Some say that I should use copy_to_device, which actually seem to cause leakage or some kind of problem behind the scene, because I see major slowdown after 500 iterations when I use this. Therefore, I decided to just prefetch to CPU and leave TensorFlow scheduler to do all the work for me. (I am not really sure about this though, it actually seems like throttling due to poor cooling too… I have to look into this)
This is just to note few things that made me waste a lot of time.
First, some images in the ILSVRC 2012 are in CYMK… and this should be consistent or be dealt with later.
Second, there is not reason to waste time on calculating Eigenvalue / vector of the train set.
GPUs show non-deterministic results sometimes, and this is just because of how software is implemented. (The detail, I have no idea about)
Since I learnt a lot from my former project to train ResNet20 on CIFAR, I managed to make the network in one shot! 🙂 However, one change that had to be noted was regarding which option to use out of the ones mentioned in the paper. (A, B, or C… I will try to add information on this)
This is an interesting blog as to how certain changes affect accuracy on ResNet
Everything was perfect, except that it is taking way too long to train.
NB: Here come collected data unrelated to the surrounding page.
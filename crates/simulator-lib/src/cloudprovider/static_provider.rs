//! Provider whose node groups are declared up front
//!
//! Nodes are matched to groups by explicit name or by provider ID prefix.
//! Groups without a declared template report `NotImplemented`.

use super::{CloudProvider, CloudProviderError, NodeGroup};
use crate::models::{node_name, NodeInfo};
use k8s_openapi::api::core::v1::Node;
use serde::{Deserialize, Serialize};
use std::sync::Arc;
use tracing::debug;

/// Declaration of one node group
#[derive(Debug, Clone, PartialEq, Default, Serialize, Deserialize)]
pub struct NodeGroupSpec {
    pub id: String,
    #[serde(default)]
    pub min_size: i32,
    #[serde(default)]
    pub max_size: i32,
    /// Nodes whose `spec.providerID` starts with this prefix belong here
    #[serde(default)]
    pub provider_id_prefix: Option<String>,
    /// Nodes listed by name belong here
    #[serde(default)]
    pub node_names: Vec<String>,
    #[serde(default)]
    pub template: Option<NodeInfo>,
}

#[derive(Debug, Clone)]
pub struct StaticNodeGroup {
    spec: NodeGroupSpec,
}

impl StaticNodeGroup {
    pub fn new(spec: NodeGroupSpec) -> Self {
        Self { spec }
    }

    fn owns(&self, node: &Node) -> bool {
        let name = node_name(node);
        if self.spec.node_names.iter().any(|n| n == name) {
            return true;
        }
        let provider_id = node.spec.as_ref().and_then(|s| s.provider_id.as_deref());
        match (&self.spec.provider_id_prefix, provider_id) {
            (Some(prefix), Some(id)) => !prefix.is_empty() && id.starts_with(prefix.as_str()),
            _ => false,
        }
    }
}

impl NodeGroup for StaticNodeGroup {
    fn id(&self) -> &str {
        &self.spec.id
    }

    fn min_size(&self) -> i32 {
        self.spec.min_size
    }

    fn max_size(&self) -> i32 {
        self.spec.max_size
    }

    fn template_node_info(&self) -> Result<NodeInfo, CloudProviderError> {
        self.spec
            .template
            .clone()
            .ok_or(CloudProviderError::NotImplemented)
    }
}

#[derive(Debug, Clone)]
pub struct StaticCloudProvider {
    name: String,
    groups: Vec<Arc<StaticNodeGroup>>,
}

impl StaticCloudProvider {
    pub fn new(name: impl Into<String>, specs: Vec<NodeGroupSpec>) -> Self {
        let groups = specs
            .into_iter()
            .map(|spec| Arc::new(StaticNodeGroup::new(spec)))
            .collect();
        Self {
            name: name.into(),
            groups,
        }
    }
}

impl CloudProvider for StaticCloudProvider {
    fn name(&self) -> &str {
        &self.name
    }

    fn node_groups(&self) -> Vec<Arc<dyn NodeGroup>> {
        self.groups
            .iter()
            .map(|g| {
                debug!(node_group = %g.id(), "Discovered node group");
                g.clone() as Arc<dyn NodeGroup>
            })
            .collect()
    }

    fn node_group_for_node(
        &self,
        node: &Node,
    ) -> Result<Option<Arc<dyn NodeGroup>>, CloudProviderError> {
        Ok(self
            .groups
            .iter()
            .find(|g| g.owns(node))
            .map(|g| g.clone() as Arc<dyn NodeGroup>))
    }
}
One epoch is taking around an hour (maybe worse due to throttling), so 120 epochs will take 5 days. I will leave it running and see what I get.
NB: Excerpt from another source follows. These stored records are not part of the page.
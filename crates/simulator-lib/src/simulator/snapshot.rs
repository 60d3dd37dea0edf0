//! In-memory cluster snapshot used to stage candidate nodes

use crate::models::{node_name, NodeInfo};
use k8s_openapi::api::core::v1::{Node, Pod};
use std::collections::HashMap;
use thiserror::Error;

#[derive(Debug, Clone, PartialEq, Eq, Error)]
pub enum SnapshotError {
    #[error("node {0} already exists in snapshot")]
    NodeAlreadyExists(String),
}

/// Staging area for nodes and the pods bound to them
pub trait ClusterSnapshot {
    /// Add a node together with the pods already running on it
    fn add_node_with_pods(&mut self, node: Node, pods: Vec<Pod>) -> Result<(), SnapshotError>;

    /// Look up a staged node by name
    fn node_info(&self, node_name: &str) -> Option<&NodeInfo>;
}

/// Map-backed snapshot with no scheduler caches
#[derive(Debug, Clone, Default)]
pub struct BasicClusterSnapshot {
    nodes: HashMap<String, NodeInfo>,
}

impl BasicClusterSnapshot {
    pub fn new() -> Self {
        Self::default()
    }

    pub fn len(&self) -> usize {
        self.nodes.len()
    }

    pub fn is_empty(&self) -> bool {
        self.nodes.is_empty()
    }
}

impl ClusterSnapshot for BasicClusterSnapshot {
    fn add_node_with_pods(&mut self, node: Node, pods: Vec<Pod>) -> Result<(), SnapshotError> {
        // Unnamed nodes are staged under the empty name.
        let name = node_name(&node).to_string();
        if self.nodes.contains_key(&name) {
            return Err(SnapshotError::NodeAlreadyExists(name));
        }
        self.nodes.insert(name, NodeInfo::new(node, pods));
        Ok(())
    }

    fn node_info(&self, node_name: &str) -> Option<&NodeInfo> {
        self.nodes.get(node_name)
    }
}

#[cfg(test)]
mod tests {
    use super::*;
    use k8s_openapi::apimachinery::pkg::apis::meta::v1::ObjectMeta;

    fn node(name: &str) -> Node {
        Node {
            metadata: ObjectMeta {
                name: Some(name.to_string()),
                ..Default::default()
            },
            ..Default::default()
        }
    }

    #[test]
    fn test_add_node_with_pods() {
        let mut snapshot = BasicClusterSnapshot::new();
        snapshot
            .add_node_with_pods(node("n1"), vec![Pod::default()])
            .unwrap();

        assert_eq!(snapshot.len(), 1);
        assert_eq!(snapshot.node_info("n1").unwrap().pods.len(), 1);
        assert!(snapshot.node_info("n2").is_none());
    }

    #[test]
    fn test_rejects_duplicates() {
        let mut snapshot = BasicClusterSnapshot::new();
        snapshot.add_node_with_pods(node("n1"), vec![]).unwrap();

        assert_eq!(
            snapshot.add_node_with_pods(node("n1"), vec![]),
            Err(SnapshotError::NodeAlreadyExists("n1".to_string()))
        );
    }

    #[test]
    fn test_unnamed_node_is_staged_under_empty_name() {
        let mut snapshot = BasicClusterSnapshot::new();
        snapshot
            .add_node_with_pods(Node::default(), vec![Pod::default()])
            .unwrap();

        assert_eq!(snapshot.node_info("").unwrap().pods.len(), 1);
    }
}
I was originally thinking that my implementation had serious problem or something, but by multiplying some factors to timing that is written in the following link, I see that each 10 steps with mini batch size of 256 should take around 5-6s which is a little less than mine, but I will deal with this problem later. (Following link is in PyTorch but number of computation should not be that far off).
On a different note, it seems that implementing with PyTorch maybe a good project for later. PyTorch is one of the imperative frameworks so it is much easier to use.
Following is just an interesting blog about training a network on Azure. What is especially interesting is the matrix.
Apparently, many literatures get their accuracy using 10-crop testing. According to TF Slim page, this gives some better performance but they did not implement it. I think it is unnecessarily complicated to implement in TensorFlow, so I am skipping it too. It seems to account for around 1-2% accuracy.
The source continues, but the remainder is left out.